Here's a sample XBRL document that gives you an idea of what this application looks like at work:
<?xml version="1.0" encoding="utf-8" ?> <group xmlns="http://www.xbrl.org/us/aicpa-us-gaap" xmlns:gpsi="http://www.xbrl.org/TaxonomyCustom.xsd" id="543-AB" entity="NASDAQ:GPSI" period="1999-05-31" schemaLocation="http://www.xbrl.org/TaxonomyCustom.xsd" scaleFactor="6" precision="9" type="USGAAP:Financial" unit="ISO4217:USD" decimalPattern="" formatName=""> <item id="IS-025" type="operatingExpenses.researchExpense" period="P1Y/1999-05-31">20427</item> <item id="IS-026" type="operatingExpenses.researchExpense" period="P1Y/1998-05-31">12586</item> </group> <group type="gpsi:detail.quarterly" period="1998-05-31"> <item period="1997-06-01/1998-07-31">0.12</item> <item period="1997-09-01/1997-11-30">0.16</item> <item period="1997-12-01/1998-02-28">0.17</item> <item period="1998-03-01/1998-05-31">-0.12</item> <item period="1998-06-01/1998-05-31">0.33</item> </group> <group type="gpsi:detail.quarterly" period="1999-05-31"> <item period="1998-06-01/1998-08-31">0.15</item> <item period="1998-09-01/1998-11-30">0.20</item> <item period="1998-12-01/1999-02-28">0.23</item> <item period="1999-03-01/1999-05-31">0.28</item> <item period="1998-06-01/1999-05-31">0.86</item> </group> <group type="gpsi:detail.quarterly" period="1998-05-31"> <item period="1997-06-01/1998-07-31">0.11</item> <item period="1997-09-01/1997-11-30">0.15</item> <item period="1997-12-01/1998-02-28">0.17</item> <item period="1998-03-01/1998-05-31">-0.12</item> <item period="1998-06-01/1998-05-31">0.32</item>
</group>
Resource Description Framework
Resource Description Framework (RDF) is an XML application that specializes in metadatathat is, data about other data. You use RDF to specify information about other resources, such as Web pages, movies, automobiles, or practically anything. You can find more information about RDF at http://www.w3.org/RDF/; I'll be discussing it later in the book as well.
Using RDF, you create vocabularies that describe resources. For example, the Dublin Core is an RDF vocabulary that handles metadata for Web pages; you can find more information about it at http://dublincore.org/. Using the Dublin Core, you can specify a great deal of information about Web pages. The Dublin Core is designed ultimately to replace the unsystematic use of <META> tags in today's pages. When systemized, that information will be much more tractable to Web search engines.

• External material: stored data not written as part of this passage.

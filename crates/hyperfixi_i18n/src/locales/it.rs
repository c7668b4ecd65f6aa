//! Italian.

use hyperfixi_foundation::DurationUnit;

use super::{LocaleData, Segmentation, italian};
use crate::keywords::KeywordCategory::{
    Attributes, Commands, Events, Logical, Modifiers, Temporal, Values,
};
use crate::profile::{Direction, WordOrder};

pub(super) static LOCALE: LocaleData = LocaleData {
    code: "it",
    name: "Italian",
    word_order: WordOrder::Svo,
    direction: Direction::Ltr,
    segmentation: Segmentation::Whitespace,
    keywords: &[
        (Commands, "toggle", &["alternare", "alterna", "commuta"]),
        (Commands, "add", &["aggiungere", "aggiungi"]),
        (Commands, "remove", &["rimuovere", "rimuovi", "togli"]),
        (Commands, "show", &["mostrare", "mostra"]),
        (Commands, "hide", &["nascondere", "nascondi"]),
        (Commands, "set", &["impostare", "imposta"]),
        (Commands, "put", &["mettere", "metti", "inserisci"]),
        (Commands, "increment", &["incrementare", "incrementa"]),
        (Commands, "decrement", &["decrementare", "decrementa"]),
        (Commands, "log", &["registrare", "registra", "stampa"]),
        (Commands, "send", &["inviare", "invia"]),
        (Commands, "trigger", &["scatenare", "scatena"]),
        (Commands, "wait", &["aspettare", "aspetta", "attendi"]),
        (Commands, "fetch", &["recuperare", "recupera"]),
        (Commands, "go", &["andare", "vai"]),
        (Commands, "call", &["chiamare", "chiama"]),
        (Commands, "focus", &["focalizzare", "focalizza"]),
        (Commands, "blur", &["sfocare", "sfoca"]),
        (Commands, "halt", &["fermare", "ferma"]),
        (Commands, "exit", &["uscire", "esci"]),
        (Commands, "return", &["ritornare", "ritorna", "restituisci"]),
        (Commands, "append", &["accodare", "accoda"]),
        (Commands, "take", &["prendere", "prendi"]),
        (Logical, "if", &["se"]),
        (Logical, "unless", &["a meno che"]),
        (Logical, "else", &["altrimenti"]),
        (Logical, "end", &["fine"]),
        (Logical, "then", &["poi", "allora"]),
        (Logical, "and", &["e"]),
        (Logical, "or", &["o"]),
        (Logical, "not", &["non"]),
        (Logical, "is", &["è"]),
        (Logical, "repeat", &["ripetere", "ripeti"]),
        (Logical, "times", &["volte"]),
        (Logical, "while", &["mentre"]),
        (Logical, "for", &["per"]),
        (Logical, "in", &["in"]),
        (Logical, "forever", &["sempre"]),
        (Logical, "each", &["ogni"]),
        (Events, "click", &["clic"]),
        (Events, "dblclick", &["doppio clic"]),
        (Events, "submit", &["invio"]),
        (Events, "change", &["cambio"]),
        (Events, "keydown", &["tasto"]),
        (Events, "load", &["caricamento"]),
        (Events, "scroll", &["scorrimento"]),
        (Values, "me", &["io", "me"]),
        (Values, "it", &["esso", "ciò"]),
        (Values, "you", &["tu"]),
        (Values, "result", &["risultato"]),
        (Values, "event", &["evento"]),
        (Values, "target", &["bersaglio"]),
        (Values, "body", &["corpo"]),
        (Values, "true", &["vero"]),
        (Values, "false", &["falso"]),
        (Values, "null", &["nullo"]),
        (Temporal, "until", &["fino a", "finché"]),
        (Modifiers, "on", &["su", "al"]),
        (Modifiers, "to", &["a"]),
        (Modifiers, "into", &["in", "dentro"]),
        (Modifiers, "from", &["da"]),
        (Modifiers, "by", &["di"]),
        (Modifiers, "as", &["come"]),
        (Modifiers, "with", &["con"]),
        (Attributes, "once", &["una volta"]),
        (Attributes, "prevent", &["previeni"]),
        (Attributes, "passive", &["passivo"]),
        (Attributes, "capture", &["cattura"]),
        (Attributes, "debounce", &["rimbalzo"]),
        (Attributes, "throttle", &["limita"]),
    ],
    markers: &[
        ("destination", "su", &["a", "in"]),
        ("source", "da", &[]),
        ("quantity", "di", &[]),
        ("responseType", "come", &[]),
    ],
    event_marker: ("al", &["su"]),
    source_marker: ("da", &[]),
    time_units: &[
        ("millisecondi", DurationUnit::Ms),
        ("secondi", DurationUnit::S),
        ("secondo", DurationUnit::S),
        ("minuti", DurationUnit::M),
        ("minuto", DurationUnit::M),
        ("ore", DurationUnit::H),
        ("ora", DurationUnit::H),
    ],
    suffix_particles: &[],
    apostrophe_suffixes: false,
    normalizer: Some(italian),
};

Here's an example RDF page using the Dublin Core that gives information about a Web page:
<RDF:RDF xmlns:RDF="http://www.w3.org/1999/02/22-rdf-syntax-ns#" xmlns:DC="http://purl.org/DC/"> <RDF:Description about="http://www.starpowder.com/xml"> <DC:Format>HTML</DC:Format> <DC:Language>en</DC:Language> <DC:Date>2002-02-02</DC:date> <DC:Type>tutorial</DC:Type> <DC:Title>Welcome to XML!</DC:Title> </RDF:Description> </RDF:RDF>
Note that many more XML applications exist than can be covered in one chapterand plenty of them work behind the scenes. As mentioned earlier, Microsoft's .NET initiative uses XML extensively internally. Microsoft Office 2000 and Office XP can handle HTML as well as other types of documents, but HTML doesn't allow it to store everything it needs in a document; thus, it also includes some XML behind the scenes (in fact, Office 2000 and XP's vector graphics are done using VML). Even relatively early versions of Netscape Navigator allowed you to look for sites much like the current one you're viewing; to do that, it connected to a program that uses XML internally. As you can see, XML is everywhere you look on the Internet.
And that's it for our overview chapter. We've gotten a solid foundation in XML here, and it's a good place to begin. The next step is to get systematic and to start getting all the actual ground rules for creating XML documents under our belts. I'll turn to that in Chapter 2.